For October 31st, I try to make the girls’ costumes each year, so once I start sewing, there’s no turning back. But there’s also one million dress-up events leading up to real Halloween, so E.V. and Cricket get to decide what they wear to things like, say, Trunk or Treat at preschool.
In September, Cricket insisted she HAD to have this shiny Ariel dress from Kid-to-Kid, so I bought it, and she’s been talking about wearing it to Trunk or Treat for weeks. Until Tuesday, that is, when she changed her mind and wanted to wear her Vampirina dress with blue skin. So I did what any logical, cheap mom would do. I bought blue eyeshadow and let her have at it.
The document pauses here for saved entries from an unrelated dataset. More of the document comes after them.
//! Host resource monitoring for admission control.
//!
//! A background task samples CPU, memory and disk utilization on a fixed
//! interval and stores the latest [`ResourceSample`]. Admission checks read
//! that snapshot and never wait. Any failed measurement counts as zero load
//! so a broken sampler cannot stall the build queue.

use std::io;
use std::path::{Path, PathBuf};
use std::sync::{Arc, Mutex, PoisonError};
use std::time::Duration;
use sysinfo::System;
use tokio::sync::oneshot;
use tokio::task::JoinHandle;
use tracing::{debug, info, warn};

/// Default sampling interval.
pub const DEFAULT_MONITOR_INTERVAL: Duration = Duration::from_secs(2);

/// Admission predicate consulted before a build starts.
pub trait AdmissionGate: Send + Sync {
    /// Snapshot check; must not block.
    fn can_schedule(&self) -> bool;
}

/// Utilization limits, in percent. A resource must be strictly below its
/// limit for work to be admitted.
#[derive(Debug, Clone, Copy, PartialEq)]
pub struct ResourceThresholds {
    pub cpu_percent: f64,
    pub memory_percent: f64,
    pub disk_percent: f64,
}

impl Default for ResourceThresholds {
    fn default() -> Self {
        Self { cpu_percent: 80.0, memory_percent: 85.0, disk_percent: 90.0 }
    }
}

/// One utilization measurement, in percent.
#[derive(Debug, Clone, Copy, PartialEq, Default)]
pub struct ResourceUsage {
    pub cpu_percent: f64,
    pub memory_percent: f64,
    pub disk_percent: f64,
}

/// Latest usage together with the limits it is judged against.
#[derive(Debug, Clone, Copy, PartialEq, Default)]
pub struct ResourceSample {
    pub usage: ResourceUsage,
    pub thresholds: ResourceThresholds,
}

impl ResourceSample {
    pub fn within_thresholds(&self) -> bool {
        self.usage.cpu_percent < self.thresholds.cpu_percent
            && self.usage.memory_percent < self.thresholds.memory_percent
            && self.usage.disk_percent < self.thresholds.disk_percent
    }
}

/// Platform source of utilization figures.
pub trait ResourceSampler: Send + 'static {
    fn cpu_percent(&mut self) -> io::Result<f64>;
    fn memory_percent(&mut self) -> io::Result<f64>;
    fn disk_percent(&mut self) -> io::Result<f64>;
}

/// Samples CPU and memory through `sysinfo` and disk usage through `statvfs`
/// for one mount point.
pub struct HostSampler {
    system: System,
    disk_path: PathBuf,
}

impl Default for HostSampler {
    fn default() -> Self {
        Self::new("/")
    }
}

impl HostSampler {
    pub fn new(disk_path: impl Into<PathBuf>) -> Self {
        let mut system = System::new();
        // CPU usage is a delta between refreshes; prime the first one.
        system.refresh_cpu();
        Self { system, disk_path: disk_path.into() }
    }
}

impl ResourceSampler for HostSampler {
    fn cpu_percent(&mut self) -> io::Result<f64> {
        ensure_supported()?;
        self.system.refresh_cpu();
        let usage = f64::from(self.system.global_cpu_info().cpu_usage());
        Ok(if usage.is_finite() { usage } else { 0.0 })
    }

    fn memory_percent(&mut self) -> io::Result<f64> {
        ensure_supported()?;
        self.system.refresh_memory();
        Ok(percent(self.system.used_memory(), self.system.total_memory()))
    }

    fn disk_percent(&mut self) -> io::Result<f64> {
        let (used, total) = disk_usage(&self.disk_path)?;
        Ok(percent(used, total))
    }
}

fn ensure_supported() -> io::Result<()> {
    if sysinfo::IS_SUPPORTED_SYSTEM {
        Ok(())
    } else {
        Err(io::Error::new(
            io::ErrorKind::Unsupported,
            "no CPU or memory statistics on this platform",
        ))
    }
}

fn percent(used: u64, total: u64) -> f64 {
    if total == 0 {
        0.0
    } else {
        used as f64 / total as f64 * 100.0
    }
}

/// `(used, total)` bytes of the filesystem holding `path`, as `df` reports.
#[cfg(unix)]
fn disk_usage(path: &Path) -> io::Result<(u64, u64)> {
    use std::ffi::CString;
    use std::mem::MaybeUninit;
    use std::os::unix::ffi::OsStrExt;

    let c_path = CString::new(path.as_os_str().as_bytes())
        .map_err(|e| io::Error::new(io::ErrorKind::InvalidInput, e))?;

    let mut stat = MaybeUninit::<libc::statvfs>::uninit();
    let ret = unsafe { libc::statvfs(c_path.as_ptr(), stat.as_mut_ptr()) };
    if ret != 0 {
        return Err(io::Error::last_os_error());
    }
    let stat = unsafe { stat.assume_init() };

    let block = stat.f_frsize as u64;
    let used = (stat.f_blocks as u64).saturating_sub(stat.f_bfree as u64) * block;
    let available = stat.f_bavail as u64 * block;
    Ok((used, used + available))
}

#[cfg(not(unix))]
fn disk_usage(_path: &Path) -> io::Result<(u64, u64)> {
    Err(io::Error::new(io::ErrorKind::Unsupported, "disk usage requires statvfs"))
}

/// One-line description of the host, logged at startup.
pub fn system_info() -> String {
    const GIB: f64 = 1024.0 * 1024.0 * 1024.0;

    let mut system = System::new();
    system.refresh_memory();
    let cpus = std::thread::available_parallelism().map(|n| n.get()).unwrap_or(1);
    let (mem_used, mem_total) = (system.used_memory(), system.total_memory());
    let (disk_used, disk_total) = disk_usage(Path::new("/")).unwrap_or((0, 0));

    format!(
        "System: {} CPUs, Memory={:.1}GB/{:.1}GB ({:.1}% used), Disk={:.1}GB/{:.1}GB ({:.1}% used)",
        cpus,
        mem_used as f64 / GIB,
        mem_total as f64 / GIB,
        percent(mem_used, mem_total),
        disk_used as f64 / GIB,
        disk_total as f64 / GIB,
        percent(disk_used, disk_total),
    )
}

/// Take one measurement, replacing failed readings with zero.
fn measure(sampler: &mut dyn ResourceSampler) -> ResourceUsage {
    let read = |name: &str, result: io::Result<f64>| {
        result.unwrap_or_else(|e| {
            warn!(resource = name, error = %e, "Failed to sample resource usage, assuming idle");
            0.0
        })
    };

    ResourceUsage {
        cpu_percent: read("cpu", sampler.cpu_percent()),
        memory_percent: read("memory", sampler.memory_percent()),
        disk_percent: read("disk", sampler.disk_percent()),
    }
}

/// Periodic sampler with a non-blocking admission check.
pub struct ResourceMonitor {
    interval: Duration,
    sample: Arc<Mutex<ResourceSample>>,
    stop_tx: Mutex<Option<oneshot::Sender<()>>>,
    task: Mutex<Option<JoinHandle<()>>>,
}

impl ResourceMonitor {
    pub fn new(thresholds: ResourceThresholds, interval: Duration) -> Self {
        let sample = ResourceSample { usage: ResourceUsage::default(), thresholds };
        Self {
            interval,
            sample: Arc::new(Mutex::new(sample)),
            stop_tx: Mutex::new(None),
            task: Mutex::new(None),
        }
    }

    /// Start sampling the local host.
    pub fn start(&self) {
        self.start_with(HostSampler::default());
    }

    /// Start sampling with a custom sampler. Does nothing if already running.
    pub fn start_with<S: ResourceSampler>(&self, mut sampler: S) {
        let mut task = self.task.lock().unwrap_or_else(PoisonError::into_inner);
        if task.is_some() {
            return;
        }

        let (stop_tx, mut stop_rx) = oneshot::channel();
        let sample = Arc::clone(&self.sample);
        let interval = self.interval;

        *task = Some(tokio::spawn(async move {
            let mut ticker = tokio::time::interval(interval);
            loop {
                tokio::select! {
                    _ = ticker.tick() => {
                        let usage = measure(&mut sampler);
                        debug!(
                            cpu = usage.cpu_percent,
                            memory = usage.memory_percent,
                            disk = usage.disk_percent,
                            "Resource sample"
                        );
                        sample.lock().unwrap_or_else(PoisonError::into_inner).usage = usage;
                    }
                    _ = &mut stop_rx => break,
                }
            }
        }));
        *self.stop_tx.lock().unwrap_or_else(PoisonError::into_inner) = Some(stop_tx);

        info!(interval_ms = interval.as_millis() as u64, "Resource monitor started");
    }

    /// Stop sampling and wait for the sampler task to exit.
    pub async fn stop(&self) {
        if let Some(tx) = self.stop_tx.lock().unwrap_or_else(PoisonError::into_inner).take() {
            let _ = tx.send(());
        }
        let task = self.task.lock().unwrap_or_else(PoisonError::into_inner).take();
        if let Some(task) = task {
            if let Err(e) = task.await {
                warn!(error = %e, "Resource monitor task ended abnormally");
            }
            info!("Resource monitor stopped");
        }
    }

    /// Overwrite the current usage figures.
    pub fn record(&self, usage: ResourceUsage) {
        self.sample.lock().unwrap_or_else(PoisonError::into_inner).usage = usage;
    }

    pub fn current(&self) -> ResourceSample {
        *self.sample.lock().unwrap_or_else(PoisonError::into_inner)
    }
}

impl AdmissionGate for ResourceMonitor {
    fn can_schedule(&self) -> bool {
        self.current().within_thresholds()
    }
}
As Cricket blued herself, Emma Vance proceeded to do a dozen costume changes, starting with Princess Leia (“The One” according to E.V. circa one month ago), moving to Rey (which was “too big” even though the costume pants were intentionally harem-style), and straight past Wonder Woman (“I want to save it for church dress-up”), and ignoring the cute cupcake I found to match my grown-up costume (why did I even bother buying it? #lostcause). Then she put together this random outfit and called it a genie, and I gave it a thumbs up. I even added blue eyeshadow (bonus), eyeliner and red lipstick. Voila! Emma Vance loved it–until she messed up her lipstick. Then there were tears. And moans. And wails. And despair. And, even though I told her it was fixable, we had to wipe her face down and find a whole new costume. Good thing we have a big dress-up closet! Half a dozen more rejected costumes later, and I found my little five year old curled up in a naked ball in the corner crying.
Why are you crying? There are lots of costumes to choose from here!
“Because we don’t have what I really wanted to be.”
What’s that? (Holding back the comment that I’ve actually bought FOUR costumes that you claimed ‘you really wanted to be.’)
“A cucumber!”
{Insert shock, then laughter all around.}
With the tension broken, E.V. finally landed on being Belle (again) for Trunk or Treat. Meanwhile, back in the bathroom, Cricket had finished rubbing eyeshadow all over her body and had moved on to doing her own eyeliner. She was so proud of her skills, until she looked in the mirror and immediately started sobbing and screaming. (“It doesn’t look good!”) Another wiped face, another coat of blue eyeshadow, and exactly 45 minutes later than planned, I left our house with a once-again Belle and a zombie/vampire and headed to preschool. Where it was freezing. And in the madness, I hadn’t even thought an ounce about the weather. Hey, I was lucky they got dressed at all! :)
Let’s just cross our fingers that real Halloween goes much smoother — and that Cricket’s face doesn’t stay blue forever because today I sent a semi-zombie to school. ;)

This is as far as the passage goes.